**Task item**
Working line by line, output the entries below exactly as they appear.

**Material supplied**
╔══

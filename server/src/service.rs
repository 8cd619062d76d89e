use std::sync::Arc;
use uuid::Uuid;

use crevice_protocol::{BusMessage, ClientMessage, RoomId};

use crate::{
    bus::RelayBus,
    registry::{JoinOutcome, RoomRegistry},
    server::{LocalParticipant, State},
    websocket::Connection,
    Result,
};

/// Relay semantics for a single node: admission follow-up,
/// payload forwarding and teardown.
pub struct RelayService {
    state: State,
    registry: Arc<dyn RoomRegistry>,
    bus: Arc<dyn RelayBus>,
}

impl RelayService {
    pub(crate) fn new(
        state: State,
        registry: Arc<dyn RoomRegistry>,
        bus: Arc<dyn RelayBus>,
    ) -> Self {
        Self {
            state,
            registry,
            bus,
        }
    }

    pub(crate) fn registry(&self) -> &Arc<dyn RoomRegistry> {
        &self.registry
    }

    /// Register local membership for an admitted connection and
    /// emit the admission signal.
    pub(crate) async fn connected(
        &self,
        conn: Connection,
        outcome: JoinOutcome,
    ) -> Result<()> {
        let (id, room_id) = {
            let reader = conn.read().await;
            (reader.id, reader.room_id.clone())
        };

        {
            let mut writer = self.state.write().await;
            writer
                .rooms
                .entry(room_id.clone())
                .or_default()
                .push(LocalParticipant {
                    id,
                    conn: Arc::clone(&conn),
                });
        }

        tracing::debug!(room = %room_id, "client connected");

        match outcome {
            JoinOutcome::First => {
                // Announce the room id so a generated id can be
                // learned by the caller
                let frame = serde_json::to_string(
                    &ClientMessage::room(&room_id),
                )?;
                let mut writer = conn.write().await;
                writer.send(frame).await?;
            }
            JoinOutcome::Second => {
                let frame =
                    serde_json::to_string(&ClientMessage::ready())?;
                self.forward(&room_id, Some(id), frame).await?;
            }
            // Full rooms are refused before the upgrade completes
            JoinOutcome::Rejected => unreachable!(),
        }
        Ok(())
    }

    /// Relay an opaque frame to the other participant of the
    /// sender's room.
    pub(crate) async fn handle_message(
        &self,
        conn: Connection,
        frame: String,
    ) -> Result<()> {
        let (id, room_id) = {
            let reader = conn.read().await;
            (reader.id, reader.room_id.clone())
        };
        tracing::trace!(
            room = %room_id,
            len = frame.len(),
            "relay");
        self.forward(&room_id, Some(id), frame).await
    }

    /// Fan an inbound bus payload out to this node's local
    /// participants of the room.
    pub(crate) async fn handle_bus_message(
        &self,
        message: BusMessage,
    ) -> Result<()> {
        let conns: Vec<Connection> = {
            let reader = self.state.read().await;
            reader
                .rooms
                .get(&message.room_id)
                .map(|participants| {
                    participants
                        .iter()
                        .map(|p| Arc::clone(&p.conn))
                        .collect()
                })
                .unwrap_or_default()
        };

        for conn in conns {
            let mut writer = conn.write().await;
            writer.send(message.payload.clone()).await?;
        }
        Ok(())
    }

    /// Release local membership and tell the registry; signal
    /// the remaining participant when the room survives.
    pub(crate) async fn disconnected(
        &self,
        conn: Connection,
    ) -> Result<()> {
        let (id, room_id) = {
            let reader = conn.read().await;
            (reader.id, reader.room_id.clone())
        };

        let node_id = {
            let mut writer = self.state.write().await;
            let node_id = writer.node_id;
            let Some(participants) = writer.rooms.get_mut(&room_id)
            else {
                return Ok(());
            };
            let before = participants.len();
            participants.retain(|p| p.id != id);
            if participants.len() == before {
                // Already removed by the other socket task
                return Ok(());
            }
            if participants.is_empty() {
                writer.rooms.remove(&room_id);
            }
            node_id
        };

        tracing::debug!(room = %room_id, "client disconnected");

        let remaining =
            self.registry.leave(&room_id, node_id).await?;
        if remaining == 0 {
            tracing::debug!(room = %room_id, "room destroyed");
        } else {
            let frame =
                serde_json::to_string(&ClientMessage::end())?;
            self.forward(&room_id, None, frame).await?;
        }
        Ok(())
    }

    /// Deliver a frame to a participant of the room other than
    /// `exclude`: directly when one is hosted here, otherwise
    /// published to the other hosting node's queue.
    ///
    /// With no destination the frame is dropped; there is no
    /// buffering.
    async fn forward(
        &self,
        room_id: &RoomId,
        exclude: Option<Uuid>,
        frame: String,
    ) -> Result<()> {
        let (node_id, peer) = {
            let reader = self.state.read().await;
            let peer =
                reader.rooms.get(room_id).and_then(|participants| {
                    participants
                        .iter()
                        .find(|p| Some(p.id) != exclude)
                        .map(|p| Arc::clone(&p.conn))
                });
            (reader.node_id, peer)
        };

        if let Some(peer) = peer {
            let mut writer = peer.write().await;
            writer.send(frame).await?;
            return Ok(());
        }

        let members = self.registry.members(room_id).await?;
        if let Some(target) =
            members.into_iter().find(|node| *node != node_id)
        {
            self.bus
                .publish(
                    target,
                    BusMessage {
                        room_id: room_id.clone(),
                        payload: frame,
                    },
                )
                .await?;
        } else {
            tracing::debug!(
                room = %room_id,
                "no recipient, message dropped");
        }
        Ok(())
    }
}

╚══

**Written response**
filename server/src/service.rs
repository 8cd619062d76d89e
use std::sync::Arc;
use uuid::Uuid;

use crevice_protocol::{BusMessage, ClientMessage, RoomId};

use crate::{
    bus::RelayBus,
    registry::{JoinOutcome, RoomRegistry},
    server::{LocalParticipant, State},
    websocket::Connection,
    Result,
};

/// Relay semantics for a single node: admission follow-up,
/// payload forwarding and teardown.
pub struct RelayService {
    state: State,
    registry: Arc<dyn RoomRegistry>,
    bus: Arc<dyn RelayBus>,
}

impl RelayService {
    pub(crate) fn new(
        state: State,
        registry: Arc<dyn RoomRegistry>,
        bus: Arc<dyn RelayBus>,
    ) -> Self {
        Self {
            state,
            registry,
            bus,
        }
    }

    pub(crate) fn registry(&self) -> &Arc<dyn RoomRegistry> {
        &self.registry
    }

    /// Register local membership for an admitted connection and
    /// emit the admission signal.
    pub(crate) async fn connected(
        &self,
        conn: Connection,
        outcome: JoinOutcome,
    ) -> Result<()> {
        let (id, room_id) = {
            let reader = conn.read().await;
            (reader.id, reader.room_id.clone())
        };

        {
            let mut writer = self.state.write().await;
            writer
                .rooms
                .entry(room_id.clone())
                .or_default()
                .push(LocalParticipant {
                    id,
                    conn: Arc::clone(&conn),
                });
        }

        tracing::debug!(room = %room_id, "client connected");

        match outcome {
            JoinOutcome::First => {
                // Announce the room id so a generated id can be
                // learned by the caller
                let frame = serde_json::to_string(
                    &ClientMessage::room(&room_id),
                )?;
                let mut writer = conn.write().await;
                writer.send(frame).await?;
            }
            JoinOutcome::Second => {
                let frame =
                    serde_json::to_string(&ClientMessage::ready())?;
                self.forward(&room_id, Some(id), frame).await?;
            }
            // Full rooms are refused before the upgrade completes
            JoinOutcome::Rejected => unreachable!(),
        }
        Ok(())
    }

    /// Relay an opaque frame to the other participant of the
    /// sender's room.
    pub(crate) async fn handle_message(
        &self,
        conn: Connection,
        frame: String,
    ) -> Result<()> {
        let (id, room_id) = {
            let reader = conn.read().await;
            (reader.id, reader.room_id.clone())
        };
        tracing::trace!(
            room = %room_id,
            len = frame.len(),
            "relay");
        self.forward(&room_id, Some(id), frame).await
    }

    /// Fan an inbound bus payload out to this node's local
    /// participants of the room.
    pub(crate) async fn handle_bus_message(
        &self,
        message: BusMessage,
    ) -> Result<()> {
        let conns: Vec<Connection> = {
            let reader = self.state.read().await;
            reader
                .rooms
                .get(&message.room_id)
                .map(|participants| {
                    participants
                        .iter()
                        .map(|p| Arc::clone(&p.conn))
                        .collect()
                })
                .unwrap_or_default()
        };

        for conn in conns {
            let mut writer = conn.write().await;
            writer.send(message.payload.clone()).await?;
        }
        Ok(())
    }

    /// Release local membership and tell the registry; signal
    /// the remaining participant when the room survives.
    pub(crate) async fn disconnected(
        &self,
        conn: Connection,
    ) -> Result<()> {
        let (id, room_id) = {
            let reader = conn.read().await;
            (reader.id, reader.room_id.clone())
        };

        let node_id = {
            let mut writer = self.state.write().await;
            let node_id = writer.node_id;
            let Some(participants) = writer.rooms.get_mut(&room_id)
            else {
                return Ok(());
            };
            let before = participants.len();
            participants.retain(|p| p.id != id);
            if participants.len() == before {
                // Already removed by the other socket task
                return Ok(());
            }
            if participants.is_empty() {
                writer.rooms.remove(&room_id);
            }
            node_id
        };

        tracing::debug!(room = %room_id, "client disconnected");

        let remaining =
            self.registry.leave(&room_id, node_id).await?;
        if remaining == 0 {
            tracing::debug!(room = %room_id, "room destroyed");
        } else {
            let frame =
                serde_json::to_string(&ClientMessage::end())?;
            self.forward(&room_id, None, frame).await?;
        }
        Ok(())
    }

    /// Deliver a frame to a participant of the room other than
    /// `exclude`: directly when one is hosted here, otherwise
    /// published to the other hosting node's queue.
    ///
    /// With no destination the frame is dropped; there is no
    /// buffering.
    async fn forward(
        &self,
        room_id: &RoomId,
        exclude: Option<Uuid>,
        frame: String,
    ) -> Result<()> {
        let (node_id, peer) = {
            let reader = self.state.read().await;
            let peer =
                reader.rooms.get(room_id).and_then(|participants| {
                    participants
                        .iter()
                        .find(|p| Some(p.id) != exclude)
                        .map(|p| Arc::clone(&p.conn))
                });
            (reader.node_id, peer)
        };

        if let Some(peer) = peer {
            let mut writer = peer.write().await;
            writer.send(frame).await?;
            return Ok(());
        }

        let members = self.registry.members(room_id).await?;
        if let Some(target) =
            members.into_iter().find(|node| *node != node_id)
        {
            self.bus
                .publish(
                    target,
                    BusMessage {
                        room_id: room_id.clone(),
                        payload: frame,
                    },
                )
                .await?;
        } else {
            tracing::debug!(
                room = %room_id,
                "no recipient, message dropped");
        }
        Ok(())
    }
}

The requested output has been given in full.